Kansas becomes 8th state to get livestock virus


MANHATTAN, Kan. (KSNT) – A new disease that affects farm animals has entered the state. Kansas is now the eighth state in the country to have a case of Vesicular stomatitis virus.

The disease was found in horses on a property near Goodland in western Kansas.

VSV forms legions in an animal’s mouth causing it to refuse to eat or drink.
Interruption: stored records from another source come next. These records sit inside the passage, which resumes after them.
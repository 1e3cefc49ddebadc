//! Alert handlers

use axum::{extract::{Query, State}, Json};

use crate::{AppState, AppResult};
use crate::middleware::auth::{require_alert_reviewer, UserContext};
use crate::models::{Alert, AlertFilter};

/// List alerts raised for blocked submissions
pub async fn list(
    State(state): State<AppState>,
    user: UserContext,
    Query(filter): Query<AlertFilter>,
) -> AppResult<Json<Vec<Alert>>> {
    require_alert_reviewer(&user)?;

    let alerts = Alert::list(&state.pool, filter).await?;
    Ok(Json(alerts))
}
//! Risk Scoring Rules & Thresholds
//!
//! Constants only. Classification logic lives in `engine.rs`.

// ============================================================================
// DECISION THRESHOLDS (strict: score must exceed the threshold)
// ============================================================================

/// Above this score = HIGH / BLOCK
pub const HIGH_RISK_THRESHOLD: f64 = 0.8;

/// Above this score = MEDIUM / FLAG
pub const MEDIUM_RISK_THRESHOLD: f64 = 0.4;

/// Decimal places kept in the persisted risk score
pub const SCORE_DECIMALS: i32 = 4;

/// Decimal places kept before thresholding. Drops f64 noise from the image
/// weighting (0.6 * 0.14 + 0.4 * 0.79 = 0.4000000000000001) while keeping
/// sub-score-precision values such as 0.8000001 above the line.
pub const THRESHOLD_DECIMALS: i32 = 9;

// ============================================================================
// IMAGE WEIGHTS
// ============================================================================

/// Weight of EXIF/metadata anomalies in the image score (60%)
pub const IMAGE_METADATA_WEIGHT: f64 = 0.6;

/// Weight of steganography detection in the image score (40%)
pub const IMAGE_STEGANOGRAPHY_WEIGHT: f64 = 0.4;

// ============================================================================
// SIGNAL KEYS (vocabulary of the analysis service)
// ============================================================================

pub const FRAUD_PROBABILITY: &str = "fraud_probability";
pub const PHISHING_PROBABILITY: &str = "phishing_probability";
pub const MALWARE_PROBABILITY: &str = "malware_probability";
pub const METADATA_SUSPICION: &str = "metadata_suspicion";
pub const STEGANOGRAPHY_SCORE: &str = "steganography_score";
It primarily affects horses but can affect other livestock like cattle and pigs, and even make people feel ill.

“If it gets into dairy cows, beef cows, it’s going to result in weight loss and decreased milk production, that’s probably the biggest economic impact for that,” said Laurie Beard, clinical professor of equine medicine at Kansas State University.

The state Department of Agriculture said it has quarantined the affected area and no animals have left the property for more than three weeks.

But other livestock owners could still see an impact.

“During this period of quarantine, veterinarians need to be aware that when we have animals shipped to other states, those other states may have heightened scrutiny over animals coming from Kansas,” Beard said.

She said Canada won’t allow Kansas livestock into the country for more than a month.

Animal experts said the virus is most commonly transmitted through insects, and with a hard freeze, it is less likely to spread in the state.

VSV is not deadly, but anyone that suspects their animal to have the disease should contact their local veterinarian or state animal health official right away.